_Your assignment:_
Character for character, reproduce every entry below.

[Stored data]
········

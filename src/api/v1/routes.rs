/*
 * Responsibility
 * - v1 の URL 構造を定義
 * - /health は公開、/me と /users/{user_id} は Bearer 必須
 */
use axum::{Router, routing::get};

use crate::middleware;
use crate::state::AppState;

use crate::api::v1::handlers::{
    health::health,
    users::{get_user, me},
};

pub fn routes(state: AppState) -> Router<AppState> {
    let public = Router::new().route("/health", get(health));

    let protected = Router::new()
        .route("/me", get(me))
        .route("/users/{user_id}", get(get_user));
    let protected = middleware::auth::access::apply(protected, state);

    public.merge(protected)
}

········

_Your response:_
filename src/api/v1/routes.rs
/*
 * Responsibility
 * - v1 の URL 構造を定義
 * - /health は公開、/me と /users/{user_id} は Bearer 必須
 */
use axum::{Router, routing::get};

use crate::middleware;
use crate::state::AppState;

use crate::api::v1::handlers::{
    health::health,
    users::{get_user, me},
};

pub fn routes(state: AppState) -> Router<AppState> {
    let public = Router::new().route("/health", get(health));

    let protected = Router::new()
        .route("/me", get(me))
        .route("/users/{user_id}", get(get_user));
    let protected = middleware::auth::access::apply(protected, state);

    public.merge(protected)
}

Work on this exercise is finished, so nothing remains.